Heute ist im Hafen von Triest ein Bauarbeiter gestorben Absicht, einen Kran zu demontieren, der zerquetscht wurde von einem Arm des Hebemediums. Die Gewerkschaften Usb, Cgil, Cisl und Uil haben einen Generalstreik im Hafen von Triest in heute ab 12.00 Uhr, den ganzen Tag über. "Ich Häfen - denunziert Filt Cgil, Fit Cisl und Uiltrasporti - müssen sichere Orte sein" Der verstorbene Arbeiter - erklärten sie Die drei Gewerkschaften "waren an Aktivitäten im Rahmen der des Hafens von Triest, der offensichtlich einer Bewertung bedurfte aller Störrisiken".

Laut Filt Cgil, Fit Cisl und Uiltrasporti "ist das Thema Sicherheit muss in der Debatte eine größere Führungsrolle einnehmen politisch, weil eine Änderung des Tempos erforderlich ist, die die Arbeit sicher machen. Genau aus diesen Gründen - sie haben erinnert - dass wir gestern vom Ministerium für Nachhaltige Infrastruktur und Mobilität als Standort ständige Diskussion, um auch die Sicherheit in Häfen zu erörtern und die Harmonisierungsdekrete zwischen den Dekreten zu erstellen und zu erlassen Legislative 271/99 und 272/99 und das Allgemeine Gesetz über die Sicherheit in Arbeitsplätze. Der Tropfen der Todesfälle bei der Arbeit stellt ein Kampf der Zivilisationen, auf den wir nicht die Absicht haben, die Wache".

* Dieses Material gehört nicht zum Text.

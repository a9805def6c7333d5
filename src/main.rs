use clap::{Args, Parser, Subcommand};
use rrdgraph_compiler::config::GraphConfig;
use rrdgraph_compiler::expr::TemplateEvaluator;
use rrdgraph_compiler::render::{RrdtoolCommand, SerializedEngine};
use rrdgraph_compiler::{CompiledGraph, ErrorClass, GraphError, ImageFormat, compile};
use tracing::info;

pub type Result<T> = anyhow::Result<T>;

#[derive(Parser)]
#[command(name = "rrdgraph-compile")]
#[command(about = "Compile rrdtool graph requests into engine arguments", long_about = None)]
struct Cli {
    #[command(subcommand)]
    cmd: Commands,

    /// Verbose logging (-v, -vv, -vvv)
    #[arg(short, long, action = clap::ArgAction::Count, global = true)]
    verbose: u8,
}

#[derive(Subcommand)]
enum Commands {
    /// Print the generated argument vector.
    Args {
        #[command(flatten)]
        input: Input,

        /// Print `{format, content_type, args}` as JSON.
        #[arg(long)]
        json: bool,
    },
    /// Compile and run the engine, writing the image.
    Render {
        #[command(flatten)]
        input: Input,

        #[arg(short = 'o', long)]
        out: String,

        #[arg(long, default_value = "rrdtool")]
        rrdtool: String,
    },
}

#[derive(Args)]
struct Input {
    /// Administrator defaults (graph.json).
    #[arg(long)]
    config: String,

    /// Request query, e.g. `DEF:a=*.rrd:in:AVERAGE&LINE1:a#00ff00:In`.
    #[arg(long, default_value = "")]
    query: String,

    /// Requested file name; its extension picks the format when none is fixed.
    #[arg(long)]
    path: Option<String>,

    /// Output format, overriding configuration.
    #[arg(long)]
    format: Option<ImageFormat>,
}

fn main() -> Result<()> {
    let cli = Cli::parse();
    init_tracing(cli.verbose);

    match run(cli.cmd) {
        Ok(()) => Ok(()),
        Err(err) => match err.downcast_ref::<GraphError>() {
            Some(graph) => {
                let class = graph.class();
                eprintln!("{} error: {}", class.as_str(), graph);
                std::process::exit(match class {
                    ErrorClass::Request => 2,
                    ErrorClass::Server => 1,
                });
            }
            None => Err(err),
        },
    }
}

fn run(cmd: Commands) -> Result<()> {
    match cmd {
        Commands::Args { input, json } => {
            let compiled = compile_input(&input)?;
            if json {
                println!("{}", serde_json::to_string_pretty(&compiled)?);
            } else {
                for arg in &compiled.args {
                    println!("{}", arg);
                }
            }
        }
        Commands::Render {
            input,
            out,
            rrdtool,
        } => {
            let compiled = compile_input(&input)?;
            let engine = SerializedEngine::new(RrdtoolCommand::new(rrdtool));
            let image = engine.render(&compiled.args)?;
            std::fs::write(&out, &image)?;
            println!("Wrote {} ({})", out, compiled.content_type);
        }
    }
    Ok(())
}

fn compile_input(input: &Input) -> Result<CompiledGraph> {
    use anyhow::bail;

    let config = GraphConfig::from_path(&input.config)?;
    let base = config.validate_and_build()?;

    let format = input
        .format
        .or(base.format)
        .or_else(|| input.path.as_deref().and_then(ImageFormat::from_path_suffix));
    let Some(format) = format else {
        bail!("no image format: configure one or request a path with a known suffix");
    };

    let evaluator = TemplateEvaluator::new()?;
    let matcher = config.matcher();
    let mut request = config.request_context();
    let compiled = compile(&base, &input.query, format, &matcher, &evaluator, &mut request)?;
    info!("compiled {} argument(s) as {}", compiled.args.len(), format);
    Ok(compiled)
}

fn init_tracing(verbose: u8) {
    let filter = match verbose {
        0 => "warn",
        1 => "info",
        2 => "debug",
        _ => "trace",
    };

    let _ = tracing_subscriber::fmt()
        .with_env_filter(
            tracing_subscriber::EnvFilter::try_from_default_env()
                .unwrap_or_else(|_| tracing_subscriber::EnvFilter::new(filter)),
        )
        .with_writer(std::io::stderr)
        .without_time()
        .try_init();
}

Im Hinblick auf die USB National Assembly of Port Workers und der Logistik, die morgen ab 15.00 Uhr in der Halle des CRAL der Seestation von Triest, die Gewerkschaft hat betonte, dass "die Frage der Sicherheit noch mehr wird" Zentral der Tag, an dem der Hafen von Triest zum Szenario eines weiteren Mordes bei der Arbeit, mit dem Tod eines 58-jähriger Bauarbeiter auf einer formal geschlossenen Baustelle. USB, der über die Sicherheit hatte am 16. Juni zugeschlagen - bemerkte die Gewerkschaft - erinnert an die Nichtanwendung der Bassin-Verordnung, ausgestellt von der Hafenbehörde vor zwei Jahren, nach dem Tod von ein 48-jähriger Feuerwehrmann, kehrt zurück, um stark nach dem Rigorosen zu fragen Umsetzung und weist darauf hin, dass die Politik nicht länger tolerierbar ist der Doppelspur: beim Neustart Die Aktivität nach dem Lockdown, hier in zwei Tagen ist ein Abstrichbereich wurde eingerichtet, während die medizinische Garnison des Hafengebiets, über das seit zwei Jahren ein Vertrag geschlossen worden war vor, wir haben immer noch keine Neuigkeiten".

USB hat angeprangert, dass "in einigen Häfen Italiens die Arbeits- und Sicherheitsbedingungen sind inakzeptabel geworden, mit ständig steigenden Workloads ist die Nachfrage nach einer sehr hohe Überstunden und eine erhöhte Flexibilität, die es beeinträchtigt auch das System der Start-ups von Arbeiter, die gezwungen sind, völlig in der Arbeit untergeordnet. Alles, weil es jetzt Klärung des Systems des skrupellosen Wettbewerbs, der Zunahme der System der Beschaffung und Nutzung prekärer Arbeit".